HOW TO COMPLETE THIS TASK>
Please state the number of lines in the listing that contain the word "nodes", and nothing else.

EXERCISE MATERIAL>
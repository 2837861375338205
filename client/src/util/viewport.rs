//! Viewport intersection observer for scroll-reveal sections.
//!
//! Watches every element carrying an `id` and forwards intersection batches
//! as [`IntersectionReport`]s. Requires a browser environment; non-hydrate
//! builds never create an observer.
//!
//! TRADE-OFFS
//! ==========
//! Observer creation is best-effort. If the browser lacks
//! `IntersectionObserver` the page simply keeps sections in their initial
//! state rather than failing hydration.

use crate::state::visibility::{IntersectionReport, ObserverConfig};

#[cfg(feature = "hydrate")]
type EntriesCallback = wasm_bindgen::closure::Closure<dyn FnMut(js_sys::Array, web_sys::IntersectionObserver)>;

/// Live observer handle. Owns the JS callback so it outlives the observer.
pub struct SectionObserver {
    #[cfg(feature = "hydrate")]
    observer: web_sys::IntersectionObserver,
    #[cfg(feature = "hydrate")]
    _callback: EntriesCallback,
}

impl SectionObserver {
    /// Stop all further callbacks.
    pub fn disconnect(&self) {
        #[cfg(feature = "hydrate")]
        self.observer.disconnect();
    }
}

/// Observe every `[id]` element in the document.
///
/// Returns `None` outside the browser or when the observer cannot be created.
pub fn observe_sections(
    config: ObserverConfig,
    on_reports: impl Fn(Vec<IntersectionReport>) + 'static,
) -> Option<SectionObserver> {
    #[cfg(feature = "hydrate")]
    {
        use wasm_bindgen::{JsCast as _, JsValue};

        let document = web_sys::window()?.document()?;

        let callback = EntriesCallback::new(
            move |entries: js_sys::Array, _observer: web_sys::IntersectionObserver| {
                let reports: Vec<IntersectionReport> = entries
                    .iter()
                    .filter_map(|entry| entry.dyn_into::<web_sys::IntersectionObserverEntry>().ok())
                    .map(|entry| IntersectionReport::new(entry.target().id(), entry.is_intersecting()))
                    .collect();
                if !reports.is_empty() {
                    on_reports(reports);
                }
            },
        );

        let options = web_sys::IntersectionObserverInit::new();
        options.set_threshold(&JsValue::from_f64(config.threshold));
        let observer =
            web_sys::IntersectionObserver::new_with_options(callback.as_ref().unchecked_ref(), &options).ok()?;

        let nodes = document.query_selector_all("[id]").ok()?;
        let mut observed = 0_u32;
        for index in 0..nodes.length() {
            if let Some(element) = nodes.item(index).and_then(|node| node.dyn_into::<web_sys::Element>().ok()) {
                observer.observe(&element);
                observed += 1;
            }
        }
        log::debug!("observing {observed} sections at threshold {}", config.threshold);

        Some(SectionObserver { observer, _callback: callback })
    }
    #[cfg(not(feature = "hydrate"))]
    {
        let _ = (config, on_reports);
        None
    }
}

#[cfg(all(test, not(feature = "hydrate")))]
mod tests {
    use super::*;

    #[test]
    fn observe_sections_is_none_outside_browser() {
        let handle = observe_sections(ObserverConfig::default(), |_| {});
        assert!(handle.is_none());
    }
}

THE COMPLETED TASK>
3